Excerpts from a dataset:
:::
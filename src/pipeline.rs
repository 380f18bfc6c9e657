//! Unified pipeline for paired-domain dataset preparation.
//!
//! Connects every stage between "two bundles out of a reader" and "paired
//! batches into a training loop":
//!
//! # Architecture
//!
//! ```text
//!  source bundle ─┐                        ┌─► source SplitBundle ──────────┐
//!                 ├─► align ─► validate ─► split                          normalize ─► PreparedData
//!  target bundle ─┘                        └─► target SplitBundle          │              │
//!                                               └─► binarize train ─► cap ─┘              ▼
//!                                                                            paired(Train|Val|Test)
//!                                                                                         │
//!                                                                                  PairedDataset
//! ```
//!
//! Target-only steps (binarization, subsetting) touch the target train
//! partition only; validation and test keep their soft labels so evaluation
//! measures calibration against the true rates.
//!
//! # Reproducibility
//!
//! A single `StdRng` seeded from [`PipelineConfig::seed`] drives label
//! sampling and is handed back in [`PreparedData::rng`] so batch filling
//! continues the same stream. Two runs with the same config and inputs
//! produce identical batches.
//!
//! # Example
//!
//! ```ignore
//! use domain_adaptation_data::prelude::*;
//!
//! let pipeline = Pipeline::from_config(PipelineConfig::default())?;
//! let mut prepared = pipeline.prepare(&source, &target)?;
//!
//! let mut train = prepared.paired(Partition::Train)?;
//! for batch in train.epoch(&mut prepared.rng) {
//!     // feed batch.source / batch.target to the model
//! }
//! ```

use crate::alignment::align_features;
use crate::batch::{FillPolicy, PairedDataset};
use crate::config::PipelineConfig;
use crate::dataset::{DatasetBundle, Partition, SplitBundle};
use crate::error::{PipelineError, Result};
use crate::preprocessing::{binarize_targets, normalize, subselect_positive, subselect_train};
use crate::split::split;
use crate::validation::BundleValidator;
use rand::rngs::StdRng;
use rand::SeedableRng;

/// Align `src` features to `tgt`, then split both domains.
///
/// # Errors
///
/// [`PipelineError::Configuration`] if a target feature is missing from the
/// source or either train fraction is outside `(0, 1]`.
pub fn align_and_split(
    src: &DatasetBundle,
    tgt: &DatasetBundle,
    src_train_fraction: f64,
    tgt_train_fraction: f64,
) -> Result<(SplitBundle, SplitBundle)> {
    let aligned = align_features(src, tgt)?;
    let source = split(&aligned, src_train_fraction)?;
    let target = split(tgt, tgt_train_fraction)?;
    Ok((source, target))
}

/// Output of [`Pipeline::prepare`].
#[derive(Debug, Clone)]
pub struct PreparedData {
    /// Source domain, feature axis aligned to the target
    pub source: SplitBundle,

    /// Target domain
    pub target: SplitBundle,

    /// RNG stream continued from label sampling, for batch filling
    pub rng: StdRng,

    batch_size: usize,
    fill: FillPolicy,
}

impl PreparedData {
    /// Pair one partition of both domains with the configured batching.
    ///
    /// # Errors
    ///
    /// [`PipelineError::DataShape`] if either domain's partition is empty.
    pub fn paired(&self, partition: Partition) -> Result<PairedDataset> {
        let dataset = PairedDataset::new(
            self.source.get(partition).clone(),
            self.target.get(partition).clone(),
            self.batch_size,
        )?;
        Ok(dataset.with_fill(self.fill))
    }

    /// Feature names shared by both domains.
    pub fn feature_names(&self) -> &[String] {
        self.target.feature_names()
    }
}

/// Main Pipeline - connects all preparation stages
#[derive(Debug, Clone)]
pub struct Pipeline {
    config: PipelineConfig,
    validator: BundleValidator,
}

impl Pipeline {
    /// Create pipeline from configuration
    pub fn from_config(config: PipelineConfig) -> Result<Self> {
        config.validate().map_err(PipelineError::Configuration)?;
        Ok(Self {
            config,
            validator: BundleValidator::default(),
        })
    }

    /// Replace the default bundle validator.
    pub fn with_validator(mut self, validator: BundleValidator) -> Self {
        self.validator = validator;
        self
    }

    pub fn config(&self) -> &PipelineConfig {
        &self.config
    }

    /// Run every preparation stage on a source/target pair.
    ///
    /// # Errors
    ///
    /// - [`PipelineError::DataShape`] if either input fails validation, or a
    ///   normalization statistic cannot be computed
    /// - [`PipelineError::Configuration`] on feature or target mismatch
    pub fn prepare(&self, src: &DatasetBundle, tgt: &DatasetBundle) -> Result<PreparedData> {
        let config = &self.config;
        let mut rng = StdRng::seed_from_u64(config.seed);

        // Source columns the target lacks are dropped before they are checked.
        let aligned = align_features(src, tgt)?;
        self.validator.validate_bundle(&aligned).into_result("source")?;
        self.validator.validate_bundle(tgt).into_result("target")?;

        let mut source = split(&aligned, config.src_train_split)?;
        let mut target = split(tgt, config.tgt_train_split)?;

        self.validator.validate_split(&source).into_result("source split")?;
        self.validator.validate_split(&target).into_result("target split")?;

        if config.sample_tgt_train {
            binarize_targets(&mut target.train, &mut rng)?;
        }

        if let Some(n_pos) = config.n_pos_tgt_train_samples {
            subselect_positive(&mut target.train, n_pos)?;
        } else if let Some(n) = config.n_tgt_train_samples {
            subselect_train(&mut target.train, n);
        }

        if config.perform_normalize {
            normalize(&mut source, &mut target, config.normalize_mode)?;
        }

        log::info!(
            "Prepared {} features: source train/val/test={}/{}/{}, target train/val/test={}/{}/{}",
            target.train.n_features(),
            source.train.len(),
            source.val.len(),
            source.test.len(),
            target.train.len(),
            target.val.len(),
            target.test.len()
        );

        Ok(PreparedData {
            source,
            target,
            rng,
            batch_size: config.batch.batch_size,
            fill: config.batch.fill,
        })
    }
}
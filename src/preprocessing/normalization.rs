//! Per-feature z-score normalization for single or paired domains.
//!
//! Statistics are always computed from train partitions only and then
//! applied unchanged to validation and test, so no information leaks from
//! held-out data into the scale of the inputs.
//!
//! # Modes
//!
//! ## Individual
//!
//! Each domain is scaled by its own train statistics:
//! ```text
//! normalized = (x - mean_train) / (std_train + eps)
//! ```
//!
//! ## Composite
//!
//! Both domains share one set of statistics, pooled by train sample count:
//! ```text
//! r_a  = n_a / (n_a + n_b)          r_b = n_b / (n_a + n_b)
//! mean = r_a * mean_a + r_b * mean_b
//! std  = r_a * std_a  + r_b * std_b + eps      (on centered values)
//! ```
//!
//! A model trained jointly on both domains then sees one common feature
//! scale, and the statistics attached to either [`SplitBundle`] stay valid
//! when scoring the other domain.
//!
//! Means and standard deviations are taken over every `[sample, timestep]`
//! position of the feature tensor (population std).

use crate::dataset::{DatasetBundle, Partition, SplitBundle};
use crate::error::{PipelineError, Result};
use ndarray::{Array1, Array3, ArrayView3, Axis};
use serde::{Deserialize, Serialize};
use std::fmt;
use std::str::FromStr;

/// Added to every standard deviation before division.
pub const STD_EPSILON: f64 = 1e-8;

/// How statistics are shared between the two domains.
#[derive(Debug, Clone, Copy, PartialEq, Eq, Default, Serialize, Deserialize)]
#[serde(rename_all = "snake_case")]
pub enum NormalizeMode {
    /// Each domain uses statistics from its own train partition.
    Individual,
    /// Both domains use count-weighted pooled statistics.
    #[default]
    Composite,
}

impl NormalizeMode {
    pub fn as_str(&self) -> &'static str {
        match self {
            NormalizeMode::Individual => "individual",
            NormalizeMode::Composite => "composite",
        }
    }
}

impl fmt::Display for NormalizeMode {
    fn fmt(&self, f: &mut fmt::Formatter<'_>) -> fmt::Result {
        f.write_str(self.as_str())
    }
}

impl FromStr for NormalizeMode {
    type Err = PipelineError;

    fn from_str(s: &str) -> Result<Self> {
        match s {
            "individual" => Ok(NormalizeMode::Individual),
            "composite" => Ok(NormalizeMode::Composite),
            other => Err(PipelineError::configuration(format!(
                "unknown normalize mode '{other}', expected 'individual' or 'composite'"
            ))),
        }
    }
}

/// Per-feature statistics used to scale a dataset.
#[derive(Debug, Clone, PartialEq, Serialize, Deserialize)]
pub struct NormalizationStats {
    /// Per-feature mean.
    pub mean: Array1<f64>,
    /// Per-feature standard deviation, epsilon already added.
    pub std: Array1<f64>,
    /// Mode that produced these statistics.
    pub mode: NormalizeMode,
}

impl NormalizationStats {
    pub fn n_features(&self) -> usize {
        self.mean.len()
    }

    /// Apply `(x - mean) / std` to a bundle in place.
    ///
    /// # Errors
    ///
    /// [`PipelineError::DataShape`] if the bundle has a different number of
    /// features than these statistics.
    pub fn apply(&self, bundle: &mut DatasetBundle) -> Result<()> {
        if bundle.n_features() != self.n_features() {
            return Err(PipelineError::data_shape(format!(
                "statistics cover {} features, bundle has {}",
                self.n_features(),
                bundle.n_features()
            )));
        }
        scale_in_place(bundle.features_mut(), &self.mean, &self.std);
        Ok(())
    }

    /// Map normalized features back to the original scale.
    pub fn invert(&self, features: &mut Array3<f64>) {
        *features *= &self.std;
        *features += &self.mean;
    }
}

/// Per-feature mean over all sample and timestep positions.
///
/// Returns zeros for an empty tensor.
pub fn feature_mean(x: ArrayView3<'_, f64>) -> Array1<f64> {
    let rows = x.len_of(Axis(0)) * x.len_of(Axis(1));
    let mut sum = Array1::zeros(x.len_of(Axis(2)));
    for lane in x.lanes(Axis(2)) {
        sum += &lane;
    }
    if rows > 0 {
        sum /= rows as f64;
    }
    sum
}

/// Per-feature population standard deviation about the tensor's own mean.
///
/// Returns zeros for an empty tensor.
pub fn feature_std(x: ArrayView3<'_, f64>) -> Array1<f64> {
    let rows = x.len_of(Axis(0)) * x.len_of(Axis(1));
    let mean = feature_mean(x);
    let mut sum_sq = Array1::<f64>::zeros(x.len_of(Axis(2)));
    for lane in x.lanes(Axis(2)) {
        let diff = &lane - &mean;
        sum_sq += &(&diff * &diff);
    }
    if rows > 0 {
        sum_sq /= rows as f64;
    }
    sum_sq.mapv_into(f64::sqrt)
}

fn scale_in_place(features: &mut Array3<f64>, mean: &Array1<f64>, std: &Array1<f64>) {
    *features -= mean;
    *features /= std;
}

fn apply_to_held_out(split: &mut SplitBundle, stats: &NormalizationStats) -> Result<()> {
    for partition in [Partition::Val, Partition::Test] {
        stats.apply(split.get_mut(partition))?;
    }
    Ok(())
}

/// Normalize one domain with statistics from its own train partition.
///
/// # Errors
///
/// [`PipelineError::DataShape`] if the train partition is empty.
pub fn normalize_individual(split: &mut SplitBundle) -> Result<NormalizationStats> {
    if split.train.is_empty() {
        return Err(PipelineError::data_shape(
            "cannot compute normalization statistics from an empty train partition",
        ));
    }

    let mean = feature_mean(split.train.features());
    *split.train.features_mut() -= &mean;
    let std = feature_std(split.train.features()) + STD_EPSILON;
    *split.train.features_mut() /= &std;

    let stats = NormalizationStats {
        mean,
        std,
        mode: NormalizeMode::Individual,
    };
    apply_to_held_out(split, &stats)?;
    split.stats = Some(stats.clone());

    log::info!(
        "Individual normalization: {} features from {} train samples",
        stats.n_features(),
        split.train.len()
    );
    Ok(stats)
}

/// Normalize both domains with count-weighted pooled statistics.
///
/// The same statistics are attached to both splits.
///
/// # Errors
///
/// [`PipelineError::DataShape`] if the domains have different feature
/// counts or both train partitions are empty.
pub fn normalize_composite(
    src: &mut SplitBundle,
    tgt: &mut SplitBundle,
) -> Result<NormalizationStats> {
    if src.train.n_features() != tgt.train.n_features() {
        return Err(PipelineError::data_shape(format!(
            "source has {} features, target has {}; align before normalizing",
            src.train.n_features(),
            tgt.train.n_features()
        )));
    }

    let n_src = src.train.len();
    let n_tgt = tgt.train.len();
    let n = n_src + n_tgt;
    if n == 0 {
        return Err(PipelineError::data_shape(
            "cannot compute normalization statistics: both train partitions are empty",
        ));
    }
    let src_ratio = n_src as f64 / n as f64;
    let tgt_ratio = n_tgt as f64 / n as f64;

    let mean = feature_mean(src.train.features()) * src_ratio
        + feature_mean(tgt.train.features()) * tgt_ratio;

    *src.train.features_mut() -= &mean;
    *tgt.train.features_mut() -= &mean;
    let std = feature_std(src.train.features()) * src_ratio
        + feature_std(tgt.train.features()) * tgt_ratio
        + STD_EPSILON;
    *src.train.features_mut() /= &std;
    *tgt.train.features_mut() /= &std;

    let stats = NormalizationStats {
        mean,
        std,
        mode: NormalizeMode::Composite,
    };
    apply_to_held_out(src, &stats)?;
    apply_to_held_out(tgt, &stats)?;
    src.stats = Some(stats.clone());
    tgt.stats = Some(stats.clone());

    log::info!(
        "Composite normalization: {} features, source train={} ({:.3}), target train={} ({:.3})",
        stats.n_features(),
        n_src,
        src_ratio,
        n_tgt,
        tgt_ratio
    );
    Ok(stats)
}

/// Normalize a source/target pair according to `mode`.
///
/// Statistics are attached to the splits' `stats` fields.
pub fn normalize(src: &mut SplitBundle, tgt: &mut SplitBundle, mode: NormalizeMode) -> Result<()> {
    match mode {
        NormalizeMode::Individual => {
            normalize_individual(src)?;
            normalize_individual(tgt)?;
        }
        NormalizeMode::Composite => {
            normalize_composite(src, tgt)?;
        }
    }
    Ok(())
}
:::
> [PROBLEM STATEMENT] All lines of the records above with the word "tensor" in them are to be copied.

> [RESPONSE TO THE EXERCISE]
//! position of the feature tensor (population std).
/// Returns zeros for an empty tensor.
/// Per-feature population standard deviation about the tensor's own mean.
/// Returns zeros for an empty tensor.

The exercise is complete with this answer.